[Saved data entries]
= = = = =
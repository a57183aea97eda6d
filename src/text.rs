//! Line lookup and offset helpers over a document's text

use unicode_width::UnicodeWidthChar;
use unicode_width::UnicodeWidthStr;

use crate::span::Span;

/// Find the nearest valid UTF-8 char boundary at or before `pos`
pub fn floor_char_boundary(text: &str, pos: usize) -> usize {
    if pos >= text.len() {
        return text.len();
    }
    // Walk backwards to find valid UTF-8 start byte
    let mut p = pos;
    while p > 0 && !text.is_char_boundary(p) {
        p -= 1;
    }
    p
}

/// Clamp a caller-supplied offset into `text`
pub fn clamp_offset(text: &str, pos: usize) -> usize {
    floor_char_boundary(text, pos)
}

/// Span of the line containing `pos`, without its line terminator
pub fn line_span(text: &str, pos: usize) -> Span {
    let pos = clamp_offset(text, pos);
    let start = text[..pos].rfind('\n').map_or(0, |i| i + 1);
    let end = text[pos..].find('\n').map_or(text.len(), |i| pos + i);
    // Keep CRLF files from leaking '\r' into the scanned line
    let end = if end > start && text.as_bytes()[end - 1] == b'\r' {
        end - 1
    } else {
        end
    };
    Span::new(start, end.max(start))
}

/// Byte offset for a 0-based line and display column
///
/// Columns past the end of the line clamp to the line end. Returns None
/// when the line does not exist.
pub fn offset_at(text: &str, line: usize, col: usize) -> Option<usize> {
    let mut line_start = 0;
    for _ in 0..line {
        line_start += text[line_start..].find('\n')? + 1;
    }
    let span = line_span(text, line_start);
    let line_text = span.slice(text);

    let mut current_col = 0;
    for (byte_idx, ch) in line_text.char_indices() {
        if current_col >= col {
            return Some(span.start + byte_idx);
        }
        current_col += ch.width().unwrap_or(1);
    }
    Some(span.end)
}

/// 0-based line and display column for a byte offset
pub fn position_of(text: &str, pos: usize) -> (usize, usize) {
    let pos = clamp_offset(text, pos);
    let line = text[..pos].matches('\n').count();
    let span = line_span(text, pos);
    let col = text[span.start..pos.max(span.start)].width();
    (line, col)
}

#[cfg(test)]
mod tests {
    use super::*;

    #[test]
    fn test_line_span() {
        let text = "first\nsecond line\r\nthird";
        assert_eq!(line_span(text, 0).slice(text), "first");
        assert_eq!(line_span(text, 5).slice(text), "first");
        assert_eq!(line_span(text, 8).slice(text), "second line");
        assert_eq!(line_span(text, text.len()).slice(text), "third");
    }

    #[test]
    fn test_line_span_empty_text() {
        assert_eq!(line_span("", 10), Span::new(0, 0));
    }

    #[test]
    fn test_floor_char_boundary() {
        let text = "café";
        // 'é' occupies bytes 3..5
        assert_eq!(floor_char_boundary(text, 4), 3);
        assert_eq!(floor_char_boundary(text, 3), 3);
        assert_eq!(floor_char_boundary(text, 99), text.len());
    }

    #[test]
    fn test_offset_at() {
        let text = "ab\n你好x";
        assert_eq!(offset_at(text, 0, 1), Some(1));
        // Each CJK char is two columns wide and three bytes long
        assert_eq!(offset_at(text, 1, 2), Some(6));
        assert_eq!(offset_at(text, 1, 4), Some(9));
        assert_eq!(offset_at(text, 1, 40), Some(text.len()));
        assert_eq!(offset_at(text, 5, 0), None);
    }

    #[test]
    fn test_position_of() {
        let text = "ab\n你好x";
        assert_eq!(position_of(text, 1), (0, 1));
        assert_eq!(position_of(text, 9), (1, 4));
    }
}
impl Attribute {
    /// Value span without surrounding quotes
    pub fn unquoted_value_span(&self, code: &str) -> Option<Span> {
        let span = self.value_span?;
        let bytes = span.slice(code).as_bytes();
        match bytes.first() {
            Some(&q) if q == b'"' || q == b'\'' => {
                let end = if bytes.len() > 1 && bytes[bytes.len() - 1] == q {
                    span.end - 1
                } else {
                    span.end
                };
                Some(Span::new(span.start + 1, end))
            }
            _ => Some(span),
        }
    }
}

/// An element matched around an offset
#[derive(Debug, Clone, PartialEq, Eq)]
pub struct MatchedTag {
    pub name: String,
    pub attributes: Vec<Attribute>,
    pub open: Span,
    /// None for self-closing and unclosed elements
    pub close: Option<Span>,
}

/// An element assembled from scanned tags
#[derive(Debug, Clone, PartialEq, Eq)]
pub struct Element<'a> {
    pub name: &'a str,
    pub open: Span,
    pub close: Option<Span>,
}

impl Element<'_> {
    /// Open tag start to close tag end
    pub fn outer(&self) -> Span {
        Span::new(self.open.start, self.close.map_or(self.open.end, |c| c.end))
    }

    /// Content between open and close tags
    pub fn inner(&self) -> Option<Span> {
        self.close.map(|c| Span::new(self.open.end, c.start))
    }
}

fn is_ident_start(b: u8) -> bool {
    b.is_ascii_alphabetic()
}

fn is_ident_byte(b: u8) -> bool {
    b.is_ascii_alphanumeric() || matches!(b, b':' | b'_' | b'.' | b'-')
}

fn names_equal(a: &str, b: &str, xml: bool) -> bool {
    if xml {
        a == b
    } else {
        a.eq_ignore_ascii_case(b)
    }
}

fn is_listed(name: &str, list: &[&str]) -> bool {
    list.iter().any(|item| item.eq_ignore_ascii_case(name))
}

fn find_bytes(bytes: &[u8], from: usize, needle: &[u8]) -> Option<usize> {
    if from >= bytes.len() {
        return None;
    }
    bytes[from..]
        .windows(needle.len())
        .position(|w| w == needle)
        .map(|p| from + p)
}

fn ident_end(bytes: &[u8], start: usize) -> usize {
    let mut i = start;
    while i < bytes.len() && is_ident_byte(bytes[i]) {
        i += 1;
    }
    i
}

/// Offset just past a quoted value or a `{...}` expression starting at `start`
fn skip_value(bytes: &[u8], start: usize) -> usize {
    match bytes[start] {
        q @ (b'"' | b'\'') => find_bytes(bytes, start + 1, &[q]).map_or(bytes.len(), |p| p + 1),
        b'{' => {
            let mut depth = 0usize;
            for (i, &b) in bytes.iter().enumerate().skip(start) {
                match b {
                    b'{' => depth += 1,
                    b'}' => {
                        depth -= 1;
                        if depth == 0 {
                            return i + 1;
                        }
                    }
                    _ => {}
                }
            }
            bytes.len()
        }
        _ => start + 1,
    }
}

/// End of an open tag whose name ends at `from`: (offset past `>`, self-closing)
fn open_tag_end(bytes: &[u8], from: usize) -> Option<(usize, bool)> {
    let mut i = from;
    while i < bytes.len() {
        match bytes[i] {
            b'>' => return Some((i + 1, false)),
            b'/' if bytes.get(i + 1) == Some(&b'>') => return Some((i + 2, true)),
            b'"' | b'\'' | b'{' => i = skip_value(bytes, i),
            b'<' => return None,
            _ => i += 1,
        }
    }
    None
}

/// Scan all tags of `code` in document order
pub fn scan_tags(code: &str, xml: bool) -> Vec<ScannedTag<'_>> {
    let bytes = code.as_bytes();
    let len = bytes.len();
    let mut tags = Vec::new();
    let mut i = 0;

    while let Some(lt) = find_bytes(bytes, i, b"<") {
        i = lt;
        let rest = &bytes[i..];

        let skip_to = if rest.starts_with(b"<!--") {
            Some(find_bytes(bytes, i + 4, b"-->").map_or(len, |p| p + 3))
        } else if rest.starts_with(b"<![CDATA[") {
            Some(find_bytes(bytes, i + 9, b"]]>").map_or(len, |p| p + 3))
        } else if rest.starts_with(b"<?") {
            Some(find_bytes(bytes, i + 2, b"?>").map_or(len, |p| p + 2))
        } else if rest.starts_with(b"<!") {
            Some(find_bytes(bytes, i + 2, b">").map_or(len, |p| p + 1))
        } else {
            None
        };
        if let Some(next) = skip_to {
            i = next;
            continue;
        }

        if rest.get(1) == Some(&b'/') && rest.get(2).is_some_and(|&b| is_ident_start(b)) {
            let name_end = ident_end(bytes, i + 2);
            let end = find_bytes(bytes, name_end, b">").map_or(len, |p| p + 1);
            tags.push(ScannedTag {
                name: &code[i + 2..name_end],
                kind: TagKind::Close,
                span: Span::new(i, end),
            });
            i = end;
            continue;
        }

        if rest.get(1).is_some_and(|&b| is_ident_start(b)) {
            let name_end = ident_end(bytes, i + 1);
            let name = &code[i + 1..name_end];
            if let Some((end, self_closing)) = open_tag_end(bytes, name_end) {
                let kind = if self_closing || (!xml && is_listed(name, VOID_ELEMENTS)) {
                    TagKind::SelfClose
                } else {
                    TagKind::Open
                };
                tags.push(ScannedTag {
                    name,
                    kind,
                    span: Span::new(i, end),
                });
                i = end;

                if kind == TagKind::Open && !xml && is_listed(name, RAW_TEXT_ELEMENTS) {
                    // Jump to the matching close tag; everything before it is opaque
                    let needle = format!("</{}", name.to_ascii_lowercase());
                    i = code[i..]
                        .to_ascii_lowercase()
                        .find(&needle)
                        .map_or(len, |p| i + p);
                }
                continue;
            }
        }

        i += 1;
    }

    tags
}

/// Pair scanned tags into elements, ordered by open tag position
///
/// Open tags that are never closed become elements without a close tag.
pub fn elements(code: &str, xml: bool) -> Vec<Element<'_>> {
    let mut elements: Vec<Element<'_>> = Vec::new();
    let mut stack: Vec<usize> = Vec::new();

    for tag in scan_tags(code, xml) {
        match tag.kind {
            TagKind::Open => {
                stack.push(elements.len());
                elements.push(Element {
                    name: tag.name,
                    open: tag.span,
                    close: None,
                });
            }
            TagKind::SelfClose => elements.push(Element {
                name: tag.name,
                open: tag.span,
                close: None,
            }),
            TagKind::Close => {
                let found = stack
                    .iter()
                    .rposition(|&idx| names_equal(elements[idx].name, tag.name, xml));
                if let Some(pos) = found {
                    let idx = stack[pos];
                    elements[idx].close = Some(tag.span);
                    stack.truncate(pos);
                }
            }
        }
    }

    elements
}

/// Elements strictly surrounding `pos`, innermost first
fn enclosing<'a, 'b>(elements: &'b [Element<'a>], pos: usize) -> Vec<&'b Element<'a>> {
    let mut found: Vec<_> = elements.iter().filter(|e| e.outer().surrounds(pos)).collect();
    found.sort_by_key(|e| e.outer().len());
    found
}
= = = = =
WHAT YOU HAVE TO DO:
Each line in the data that has the word "from" counts once; state how many such lines there are, without comment.

EXERCISE RESPONSE:
9